De bon matin, certains prennent déjà leur première bière de la journée. Quoi de plus approprié, alors, que de démarrer le running order par le bien nommé Critical Pint ? Le quatuor savoyard se voit confier la mission délicate s’il en est de « chauffer » une salle encore trop peu remplie pour sa capacité et d’ouvrir les oreilles des badauds déjà présents grâce à son « loud-rock ». Une appellation propre au groupe depuis sa formation en 2017 ; mais que signifie-t-elle exactement ? La réponse ne tarde pas à nous parvenir : Critical Pint joue un bon gros hard-rock bien solide teinté d’un rien de blues, d’un rien de Stoner et d’un rien de Grunge, le tout fleurant bon le houblon millésime 70’s. La basse de Thibaut Mazuir, notamment, ajoute une saveur ronde et délicate à l’ensemble. Tout au long des 40 minutes de set, le groupe partage un bel enthousiasme, rejoint en cela par les spectateurs qui lui réservent des applaudissements chaleureux. Challenge relevé !

Un autre groupe au nom « alcoolisé » suit. Le nom de Red Gordon provient en effet de la bière Gordon Red, une rouge écossaise ! Le quatuor originaire de Clermont-Ferrand — tout comme Adrien Déquesnes (https://www.facebook.com/ADLiveTwitch), vice-président de Metal in Veins — joue un Néo-Metal teinté d’influences Death, hardcore et groove. Leur show se veut à l’image de cette musique : brut, sombre et sans concessions. Cependant, la sauce a du mal à prendre pour moi, le style tournant vite en rond à mon goût. Je ne peux néanmoins pas retirer au groupe la précision chirurgicale dont il fait montre dans l’exécution, et surtout pas l’énergie et la puissance vocale du frontman Tao. Le visage à moitié dissimulé par un masque, ce dernier crie et s’agite tel un possédé et harangue les spectateurs — malheureusement encore trop peu nombreux pour répondre aux sollicitations de pogo, mais montrant tout de même leur appréciation.
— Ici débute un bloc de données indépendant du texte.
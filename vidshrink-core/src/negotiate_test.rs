use proptest::prelude::*;

use super::*;
use crate::testing::FnProbe;

// ============================================================================
// Candidate lists
// ============================================================================

#[test]
fn test_fps_candidates() {
    assert_eq!(fps_candidates(60), vec![60, 30, 24]);
    assert_eq!(fps_candidates(30), vec![30, 24]);
    assert_eq!(fps_candidates(24), vec![24, 30]);
    assert_eq!(fps_candidates(0), vec![30, 24]);
}

#[test]
fn test_bitrate_ladder_steps_down() {
    assert_eq!(
        bitrate_ladder(2_500_000),
        vec![2_500_000, 1_750_000, 1_225_000, 857_500]
    );
}

#[test]
fn test_bitrate_ladder_floor() {
    assert_eq!(bitrate_ladder(400_000), vec![400_000, 300_000, 300_000, 300_000]);
    assert_eq!(bitrate_ladder(100_000), vec![300_000; 4]);
}

#[test]
fn test_avc_codec_parse() {
    let high = AvcCodec::parse("avc1.64001F").unwrap();
    assert_eq!(high.profile_name(), Some("high"));
    assert_eq!(high.level(), "3.1");

    let baseline = AvcCodec::parse("avc1.42E01E").unwrap();
    assert_eq!(baseline.profile_name(), Some("baseline"));
    assert_eq!(baseline.constraints, 0xE0);
    assert_eq!(baseline.level(), "3.0");

    assert!(AvcCodec::parse("vp8").is_none());
    assert!(AvcCodec::parse("avc1.64001").is_none());
    assert!(AvcCodec::parse("avc1.ZZ001F").is_none());
}

// ============================================================================
// negotiate
// ============================================================================

#[tokio::test]
async fn test_negotiate_first_supported() {
    let probe = FnProbe::new(|_| Ok(true));
    let config = negotiate(&probe, 1280, 720, 30, 2_500_000).await.unwrap();

    assert_eq!(config.codec, "avc1.64001F");
    assert_eq!(config.avc_format, AvcFormat::AnnexB);
    assert_eq!((config.width, config.height), (1280, 720));
    assert_eq!(config.fps, 30);
    assert_eq!(config.bitrate_bps, 2_500_000);

    let queries = probe.queries();
    assert_eq!(queries.len(), 1);
    assert_eq!(queries[0].hardware_acceleration, HardwareAcceleration::PreferHardware);
    assert_eq!(queries[0].latency_mode, LatencyMode::Realtime);
}

#[tokio::test]
async fn test_negotiate_even_forces_dimensions() {
    let probe = FnProbe::new(|_| Ok(true));
    let config = negotiate(&probe, 405, 1, 30, 2_500_000).await.unwrap();
    assert_eq!((config.width, config.height), (404, 2));
    assert_eq!(probe.queries()[0].width, 404);
}

#[tokio::test]
async fn test_negotiate_steps_bitrate_down() {
    let probe = FnProbe::new(|q: &EncoderQuery| Ok(q.bitrate_bps < 1_500_000));
    let config = negotiate(&probe, 1280, 720, 30, 2_500_000).await.unwrap();
    assert_eq!(config.codec, "avc1.64001F");
    assert_eq!(config.bitrate_bps, 1_225_000);
    assert_eq!(probe.queries().len(), 3);
}

#[tokio::test]
async fn test_negotiate_falls_back_to_baseline_avc() {
    let probe = FnProbe::new(|q: &EncoderQuery| {
        Ok(q.codec == "avc1.42E01F" && q.avc_format == AvcFormat::Avc && q.framerate == 24)
    });
    let config = negotiate(&probe, 1280, 720, 30, 2_500_000).await.unwrap();
    assert_eq!(config.codec, "avc1.42E01F");
    assert_eq!(config.avc_format, AvcFormat::Avc);
    assert_eq!(config.fps, 24);
    assert_eq!(config.bitrate_bps, 2_500_000);
}

#[tokio::test]
async fn test_negotiate_probe_error_is_rejection() {
    let probe = FnProbe::new(|q: &EncoderQuery| {
        if q.codec == "avc1.64001F" {
            anyhow::bail!("encoder init failed");
        }
        Ok(true)
    });
    let config = negotiate(&probe, 1280, 720, 30, 2_500_000).await.unwrap();
    assert_eq!(config.codec, "avc1.4D401F");
}

#[tokio::test]
async fn test_negotiate_with_software_quality_preference() {
    let probe = FnProbe::new(|q: &EncoderQuery| {
        Ok(q.hardware_acceleration == HardwareAcceleration::PreferSoftware
            && q.latency_mode == LatencyMode::Quality)
    });
    let preference = ProbePreference {
        hardware_acceleration: HardwareAcceleration::PreferSoftware,
        latency_mode: LatencyMode::Quality,
    };
    let config = negotiate_with(&probe, 1280, 720, 30, 2_500_000, preference)
        .await
        .unwrap();
    assert_eq!(config.codec, "avc1.64001F");
    assert!(probe.queries().iter().all(|q| q.latency_mode == LatencyMode::Quality));

    // the default preference is rejected by the same probe
    assert!(negotiate(&probe, 1280, 720, 30, 2_500_000).await.is_none());
}

#[tokio::test]
async fn test_negotiate_exhausted_returns_none() {
    let probe = FnProbe::new(|_| Ok(false));
    assert!(negotiate(&probe, 1280, 720, 60, 2_500_000).await.is_none());
    // 6 profiles x 2 formats x 3 rates x 4 bitrates
    assert_eq!(probe.queries().len(), 144);
}

#[tokio::test]
async fn test_negotiate_priority_order() {
    let probe = FnProbe::new(|_| Ok(false));
    negotiate(&probe, 640, 360, 30, 1_000_000).await;
    let queries = probe.queries();
    // 2 rates x 4 bitrates per format, 2 formats per profile
    assert_eq!(queries.len(), 6 * 2 * 2 * 4);
    assert_eq!(queries[0].codec, "avc1.64001F");
    assert_eq!(queries[4].framerate, 24);
    assert_eq!(queries[8].avc_format, AvcFormat::Avc);
    assert_eq!(queries[16].codec, "avc1.4D401F");
    assert_eq!(queries.last().unwrap().codec, "avc1.42E01E");
}

// ----------------------------------------------------------------------------
// Properties
// ----------------------------------------------------------------------------

fn run<F: std::future::Future>(fut: F) -> F::Output {
    tokio::runtime::Builder::new_current_thread()
        .build()
        .unwrap()
        .block_on(fut)
}

proptest! {
    #[test]
    fn prop_no_candidate_below_floor(desired in 0u64..10_000_000, fps in 0u32..120) {
        let probe = FnProbe::new(|_| Ok(false));
        run(negotiate(&probe, 1280, 720, fps, desired));
        for q in probe.queries() {
            prop_assert!(q.bitrate_bps >= BITRATE_FLOOR_BPS);
            prop_assert!(q.framerate >= 1);
        }
    }

    #[test]
    fn prop_probes_are_bounded(desired in 0u64..10_000_000, fps in 0u32..120) {
        let probe = FnProbe::new(|_| Ok(false));
        run(negotiate(&probe, 1280, 720, fps, desired));
        prop_assert!(probe.queries().len() <= AVC_PROFILES.len() * 2 * 3 * 4);
    }

    #[test]
    fn prop_negotiated_dimensions_even(w in 0u32..4096, h in 0u32..4096, accept_at in 0usize..144) {
        let seen = std::sync::atomic::AtomicUsize::new(0);
        let probe = FnProbe::new(|_| {
            Ok(seen.fetch_add(1, std::sync::atomic::Ordering::SeqCst) >= accept_at)
        });
        if let Some(config) = run(negotiate(&probe, w, h, 30, 2_500_000)) {
            prop_assert_eq!(config.width % 2, 0);
            prop_assert_eq!(config.height % 2, 0);
            prop_assert!(config.width >= 2 && config.height >= 2);
        }
    }
}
Aux environs de 13 h vient le temps pour l’alcoolisation décomplexée de laisser place à l’élégante noirceur picturale de Nature Morte. À première vue, pas forcément le genre de groupe que l’on imaginerait programmé si tôt ; celui-ci apporte néanmoins un moment de recueillement bienvenu après un début de New Blood Fest assez bourrin. Bougies au sol, lumière bleue, son planant ; tout est réuni pour créer une ambiance calfeutrée. Le bassiste et chanteur Chris Richard et le guitariste Stevan Vasiljević jouent face à face, donnant l’impression de dialoguer par leur jeu et leurs regards. Je ne tarde pas à me laisser transporter par leur post-black Metal lancinant, pétri d’une mélancolie à la fois douce et brute, et d’une solennité qui prend aux tripes. Une solennité à laquelle les spectateurs font honneur en restant de marbre, non par ennui, mais bien par respect. Nature Morte constitue sans nul doute, pour moi, la plus belle découverte de ce New Blood Fest, tout en émotion et sobriété.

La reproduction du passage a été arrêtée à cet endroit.